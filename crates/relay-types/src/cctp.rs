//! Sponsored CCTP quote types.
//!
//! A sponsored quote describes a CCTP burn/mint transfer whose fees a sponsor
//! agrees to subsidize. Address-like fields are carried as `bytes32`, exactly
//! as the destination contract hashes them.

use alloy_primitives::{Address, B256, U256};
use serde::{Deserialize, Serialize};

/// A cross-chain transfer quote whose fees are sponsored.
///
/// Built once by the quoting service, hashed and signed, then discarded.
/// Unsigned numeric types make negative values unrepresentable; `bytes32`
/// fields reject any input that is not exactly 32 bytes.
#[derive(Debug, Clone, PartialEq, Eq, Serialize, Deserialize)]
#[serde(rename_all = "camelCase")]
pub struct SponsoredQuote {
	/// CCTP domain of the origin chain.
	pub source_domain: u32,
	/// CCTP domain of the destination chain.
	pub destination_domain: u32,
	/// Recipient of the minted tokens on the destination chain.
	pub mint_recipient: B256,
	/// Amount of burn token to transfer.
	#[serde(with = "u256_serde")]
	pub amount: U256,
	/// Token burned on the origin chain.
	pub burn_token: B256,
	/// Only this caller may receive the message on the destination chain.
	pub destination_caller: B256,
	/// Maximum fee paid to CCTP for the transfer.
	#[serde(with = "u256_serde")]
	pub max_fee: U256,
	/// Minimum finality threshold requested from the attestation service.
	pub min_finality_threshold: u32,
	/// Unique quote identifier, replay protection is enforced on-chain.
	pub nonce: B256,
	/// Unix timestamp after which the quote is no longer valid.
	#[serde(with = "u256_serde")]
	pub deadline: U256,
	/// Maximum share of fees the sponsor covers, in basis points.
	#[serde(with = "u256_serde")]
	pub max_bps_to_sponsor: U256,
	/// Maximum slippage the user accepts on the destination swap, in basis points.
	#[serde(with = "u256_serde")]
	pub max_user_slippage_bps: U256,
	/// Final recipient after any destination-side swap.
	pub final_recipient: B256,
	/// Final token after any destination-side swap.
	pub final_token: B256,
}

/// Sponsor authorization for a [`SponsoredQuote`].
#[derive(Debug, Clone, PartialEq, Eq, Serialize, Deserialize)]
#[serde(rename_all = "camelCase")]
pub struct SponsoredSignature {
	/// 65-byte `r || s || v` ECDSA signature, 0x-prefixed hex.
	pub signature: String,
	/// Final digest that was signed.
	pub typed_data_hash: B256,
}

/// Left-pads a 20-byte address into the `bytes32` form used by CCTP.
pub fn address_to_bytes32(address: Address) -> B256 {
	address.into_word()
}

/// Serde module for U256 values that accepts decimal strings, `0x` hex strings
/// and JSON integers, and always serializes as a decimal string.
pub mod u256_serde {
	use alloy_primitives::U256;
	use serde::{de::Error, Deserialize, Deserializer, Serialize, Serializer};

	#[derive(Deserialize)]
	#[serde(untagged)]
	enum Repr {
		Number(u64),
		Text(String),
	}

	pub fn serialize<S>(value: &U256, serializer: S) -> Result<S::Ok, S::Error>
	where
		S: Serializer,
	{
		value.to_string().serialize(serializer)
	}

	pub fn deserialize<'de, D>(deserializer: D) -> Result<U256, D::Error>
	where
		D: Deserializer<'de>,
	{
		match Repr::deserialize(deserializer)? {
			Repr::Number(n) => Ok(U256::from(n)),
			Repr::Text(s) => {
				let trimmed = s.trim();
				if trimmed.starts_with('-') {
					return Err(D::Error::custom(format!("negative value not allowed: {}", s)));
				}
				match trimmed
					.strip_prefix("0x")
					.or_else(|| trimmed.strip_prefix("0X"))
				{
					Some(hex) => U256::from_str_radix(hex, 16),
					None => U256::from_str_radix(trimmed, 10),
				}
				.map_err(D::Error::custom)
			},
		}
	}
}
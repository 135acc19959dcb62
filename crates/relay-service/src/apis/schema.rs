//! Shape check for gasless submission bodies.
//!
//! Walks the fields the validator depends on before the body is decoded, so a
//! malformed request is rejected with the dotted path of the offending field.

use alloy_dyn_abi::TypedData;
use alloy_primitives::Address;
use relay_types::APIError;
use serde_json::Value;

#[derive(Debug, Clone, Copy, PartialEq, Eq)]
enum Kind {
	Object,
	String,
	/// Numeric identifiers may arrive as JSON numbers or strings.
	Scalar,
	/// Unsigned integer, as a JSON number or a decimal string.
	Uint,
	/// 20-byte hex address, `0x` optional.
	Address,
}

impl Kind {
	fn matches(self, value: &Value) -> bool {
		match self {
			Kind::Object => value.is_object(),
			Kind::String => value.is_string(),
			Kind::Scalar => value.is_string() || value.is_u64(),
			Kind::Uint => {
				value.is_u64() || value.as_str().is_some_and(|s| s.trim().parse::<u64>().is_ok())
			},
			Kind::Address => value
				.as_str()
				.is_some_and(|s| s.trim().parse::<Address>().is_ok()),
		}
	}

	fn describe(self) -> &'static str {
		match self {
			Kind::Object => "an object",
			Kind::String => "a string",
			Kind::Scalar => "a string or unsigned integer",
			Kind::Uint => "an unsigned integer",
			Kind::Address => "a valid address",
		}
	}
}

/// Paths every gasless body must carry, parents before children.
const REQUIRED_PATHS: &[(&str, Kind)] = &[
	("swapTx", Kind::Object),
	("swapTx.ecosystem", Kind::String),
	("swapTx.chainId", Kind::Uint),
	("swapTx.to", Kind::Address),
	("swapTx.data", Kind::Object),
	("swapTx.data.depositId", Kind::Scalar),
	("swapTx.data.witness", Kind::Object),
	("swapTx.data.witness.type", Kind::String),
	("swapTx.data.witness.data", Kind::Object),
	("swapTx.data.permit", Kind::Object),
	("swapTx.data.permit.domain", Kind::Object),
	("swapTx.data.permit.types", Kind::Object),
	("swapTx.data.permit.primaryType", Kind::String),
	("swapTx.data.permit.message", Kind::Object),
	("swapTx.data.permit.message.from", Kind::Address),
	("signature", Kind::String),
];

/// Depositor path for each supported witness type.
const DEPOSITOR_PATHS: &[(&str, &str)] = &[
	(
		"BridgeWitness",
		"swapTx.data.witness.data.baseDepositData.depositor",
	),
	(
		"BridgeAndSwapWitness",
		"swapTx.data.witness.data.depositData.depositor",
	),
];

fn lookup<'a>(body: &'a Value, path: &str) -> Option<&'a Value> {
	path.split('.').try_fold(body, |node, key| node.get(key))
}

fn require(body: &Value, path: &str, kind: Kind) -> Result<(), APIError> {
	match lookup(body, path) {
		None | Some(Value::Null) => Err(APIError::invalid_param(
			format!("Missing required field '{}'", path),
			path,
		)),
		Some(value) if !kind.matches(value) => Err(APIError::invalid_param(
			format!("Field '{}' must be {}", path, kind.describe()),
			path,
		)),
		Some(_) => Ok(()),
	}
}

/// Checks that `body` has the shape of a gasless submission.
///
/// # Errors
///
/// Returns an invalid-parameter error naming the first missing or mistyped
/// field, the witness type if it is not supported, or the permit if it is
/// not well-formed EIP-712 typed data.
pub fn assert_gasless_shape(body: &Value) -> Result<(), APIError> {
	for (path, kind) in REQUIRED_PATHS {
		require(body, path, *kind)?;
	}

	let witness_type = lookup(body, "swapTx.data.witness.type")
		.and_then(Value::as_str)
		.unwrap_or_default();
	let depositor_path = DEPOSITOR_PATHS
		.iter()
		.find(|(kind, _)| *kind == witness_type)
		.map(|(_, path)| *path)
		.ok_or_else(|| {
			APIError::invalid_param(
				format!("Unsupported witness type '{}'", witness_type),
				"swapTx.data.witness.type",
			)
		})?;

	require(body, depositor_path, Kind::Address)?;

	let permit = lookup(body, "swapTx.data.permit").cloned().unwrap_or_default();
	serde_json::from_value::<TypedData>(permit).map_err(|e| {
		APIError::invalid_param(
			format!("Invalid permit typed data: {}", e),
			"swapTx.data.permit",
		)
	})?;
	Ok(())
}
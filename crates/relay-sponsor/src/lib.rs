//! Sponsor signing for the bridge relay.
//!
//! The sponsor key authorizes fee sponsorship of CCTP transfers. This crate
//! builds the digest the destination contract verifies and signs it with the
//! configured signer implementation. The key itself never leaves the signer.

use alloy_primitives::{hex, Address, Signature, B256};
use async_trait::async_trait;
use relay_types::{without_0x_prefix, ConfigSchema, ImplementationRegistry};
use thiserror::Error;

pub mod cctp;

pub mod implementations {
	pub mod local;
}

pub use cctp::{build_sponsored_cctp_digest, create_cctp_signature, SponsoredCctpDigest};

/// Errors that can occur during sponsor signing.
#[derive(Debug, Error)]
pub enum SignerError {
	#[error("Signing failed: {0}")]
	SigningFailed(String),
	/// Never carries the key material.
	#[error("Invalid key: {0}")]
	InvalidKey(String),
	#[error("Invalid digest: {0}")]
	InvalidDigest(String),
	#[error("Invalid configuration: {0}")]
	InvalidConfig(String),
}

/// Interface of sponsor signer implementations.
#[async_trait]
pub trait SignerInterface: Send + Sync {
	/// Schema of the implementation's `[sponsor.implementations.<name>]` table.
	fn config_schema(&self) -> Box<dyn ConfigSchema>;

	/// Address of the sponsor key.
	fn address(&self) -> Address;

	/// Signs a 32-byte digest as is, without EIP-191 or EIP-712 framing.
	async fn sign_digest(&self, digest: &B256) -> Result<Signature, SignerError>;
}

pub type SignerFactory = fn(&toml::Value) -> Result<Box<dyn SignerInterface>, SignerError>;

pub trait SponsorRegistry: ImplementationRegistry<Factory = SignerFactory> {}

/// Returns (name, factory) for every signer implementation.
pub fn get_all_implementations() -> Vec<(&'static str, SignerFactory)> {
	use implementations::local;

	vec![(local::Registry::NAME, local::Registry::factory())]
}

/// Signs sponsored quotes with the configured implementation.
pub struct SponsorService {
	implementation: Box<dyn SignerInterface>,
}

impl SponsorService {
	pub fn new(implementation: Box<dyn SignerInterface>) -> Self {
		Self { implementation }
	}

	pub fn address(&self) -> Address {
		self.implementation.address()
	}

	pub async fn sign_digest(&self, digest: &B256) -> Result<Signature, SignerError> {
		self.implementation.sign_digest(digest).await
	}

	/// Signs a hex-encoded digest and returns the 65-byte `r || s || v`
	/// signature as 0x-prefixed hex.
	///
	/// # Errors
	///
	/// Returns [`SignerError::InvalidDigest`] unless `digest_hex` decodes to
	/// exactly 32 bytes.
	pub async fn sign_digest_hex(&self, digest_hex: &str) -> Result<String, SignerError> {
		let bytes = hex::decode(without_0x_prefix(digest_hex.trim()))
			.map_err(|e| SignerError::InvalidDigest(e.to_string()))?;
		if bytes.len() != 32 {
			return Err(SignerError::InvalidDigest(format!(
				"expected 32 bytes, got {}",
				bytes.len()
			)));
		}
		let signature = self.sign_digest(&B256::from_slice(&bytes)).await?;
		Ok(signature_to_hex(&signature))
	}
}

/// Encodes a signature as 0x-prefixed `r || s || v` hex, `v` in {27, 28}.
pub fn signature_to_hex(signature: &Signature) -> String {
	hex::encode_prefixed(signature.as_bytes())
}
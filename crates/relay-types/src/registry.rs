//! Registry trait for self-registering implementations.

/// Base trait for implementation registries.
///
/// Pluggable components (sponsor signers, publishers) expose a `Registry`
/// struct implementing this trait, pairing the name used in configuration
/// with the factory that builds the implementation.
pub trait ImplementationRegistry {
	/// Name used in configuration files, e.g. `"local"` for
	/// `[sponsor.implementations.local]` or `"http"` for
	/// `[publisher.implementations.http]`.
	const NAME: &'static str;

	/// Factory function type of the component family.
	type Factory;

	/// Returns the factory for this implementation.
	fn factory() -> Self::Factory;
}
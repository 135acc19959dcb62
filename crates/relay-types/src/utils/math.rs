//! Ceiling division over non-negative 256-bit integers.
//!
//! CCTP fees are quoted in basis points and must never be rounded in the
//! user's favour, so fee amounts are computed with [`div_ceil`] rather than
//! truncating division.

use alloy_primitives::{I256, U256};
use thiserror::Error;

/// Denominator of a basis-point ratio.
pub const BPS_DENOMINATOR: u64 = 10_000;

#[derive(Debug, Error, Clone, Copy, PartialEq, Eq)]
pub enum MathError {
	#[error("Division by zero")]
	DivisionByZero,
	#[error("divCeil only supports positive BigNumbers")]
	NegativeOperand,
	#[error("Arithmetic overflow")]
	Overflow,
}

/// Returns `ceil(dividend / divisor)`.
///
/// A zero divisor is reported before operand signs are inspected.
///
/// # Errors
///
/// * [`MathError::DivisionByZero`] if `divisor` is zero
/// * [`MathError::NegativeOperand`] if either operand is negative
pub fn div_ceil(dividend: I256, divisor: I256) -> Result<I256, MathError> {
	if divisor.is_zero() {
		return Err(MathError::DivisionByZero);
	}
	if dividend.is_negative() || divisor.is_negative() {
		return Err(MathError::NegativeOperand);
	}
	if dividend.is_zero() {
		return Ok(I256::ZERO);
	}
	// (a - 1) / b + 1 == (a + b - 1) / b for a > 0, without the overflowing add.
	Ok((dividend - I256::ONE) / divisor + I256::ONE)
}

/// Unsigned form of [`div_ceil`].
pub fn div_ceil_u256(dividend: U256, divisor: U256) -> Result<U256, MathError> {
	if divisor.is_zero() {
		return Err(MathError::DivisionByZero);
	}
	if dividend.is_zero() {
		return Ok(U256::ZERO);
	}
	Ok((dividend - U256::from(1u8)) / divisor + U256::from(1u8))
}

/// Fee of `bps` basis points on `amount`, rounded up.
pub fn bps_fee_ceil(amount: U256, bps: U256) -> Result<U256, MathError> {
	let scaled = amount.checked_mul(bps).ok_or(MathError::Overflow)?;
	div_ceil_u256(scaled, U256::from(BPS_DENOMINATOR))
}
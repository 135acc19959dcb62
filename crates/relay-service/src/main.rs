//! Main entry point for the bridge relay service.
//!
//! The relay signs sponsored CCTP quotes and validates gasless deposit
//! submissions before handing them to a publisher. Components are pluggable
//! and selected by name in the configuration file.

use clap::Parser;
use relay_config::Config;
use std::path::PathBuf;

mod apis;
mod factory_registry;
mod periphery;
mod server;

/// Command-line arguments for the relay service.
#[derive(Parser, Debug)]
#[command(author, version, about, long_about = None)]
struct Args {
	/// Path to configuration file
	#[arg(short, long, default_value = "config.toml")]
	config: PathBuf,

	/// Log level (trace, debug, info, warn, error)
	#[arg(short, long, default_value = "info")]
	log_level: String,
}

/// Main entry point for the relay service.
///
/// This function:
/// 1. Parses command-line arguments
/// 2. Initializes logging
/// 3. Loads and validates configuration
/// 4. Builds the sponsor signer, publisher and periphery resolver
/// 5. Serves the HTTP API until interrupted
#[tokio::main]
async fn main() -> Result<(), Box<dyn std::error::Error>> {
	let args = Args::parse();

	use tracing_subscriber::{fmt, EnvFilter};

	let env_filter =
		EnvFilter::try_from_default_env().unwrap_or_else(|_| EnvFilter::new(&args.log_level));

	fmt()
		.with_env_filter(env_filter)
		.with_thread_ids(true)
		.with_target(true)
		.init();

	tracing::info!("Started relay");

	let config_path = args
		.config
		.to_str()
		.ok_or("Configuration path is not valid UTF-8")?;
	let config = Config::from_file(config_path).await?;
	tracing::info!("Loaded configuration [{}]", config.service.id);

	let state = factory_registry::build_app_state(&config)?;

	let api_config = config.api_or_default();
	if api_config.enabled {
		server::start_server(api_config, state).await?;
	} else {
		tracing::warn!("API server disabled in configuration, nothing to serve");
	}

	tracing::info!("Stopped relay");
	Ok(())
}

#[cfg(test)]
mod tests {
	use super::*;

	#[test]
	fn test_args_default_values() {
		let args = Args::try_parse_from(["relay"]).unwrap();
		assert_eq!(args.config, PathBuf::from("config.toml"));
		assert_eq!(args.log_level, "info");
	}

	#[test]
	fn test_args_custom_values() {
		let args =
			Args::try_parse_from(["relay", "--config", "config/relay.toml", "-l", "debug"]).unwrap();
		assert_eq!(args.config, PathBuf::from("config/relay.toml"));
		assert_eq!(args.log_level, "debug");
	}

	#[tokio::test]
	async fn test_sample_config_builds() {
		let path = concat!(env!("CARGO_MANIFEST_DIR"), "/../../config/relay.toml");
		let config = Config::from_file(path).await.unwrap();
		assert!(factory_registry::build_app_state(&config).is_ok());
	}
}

> _THE TASK_: Scan the material for lines with the word "integers", and copy each line you find.

> _WORKED SOLUTION_:
/// and JSON integers, and always serializes as a decimal string.
//! Ceiling division over non-negative 256-bit integers.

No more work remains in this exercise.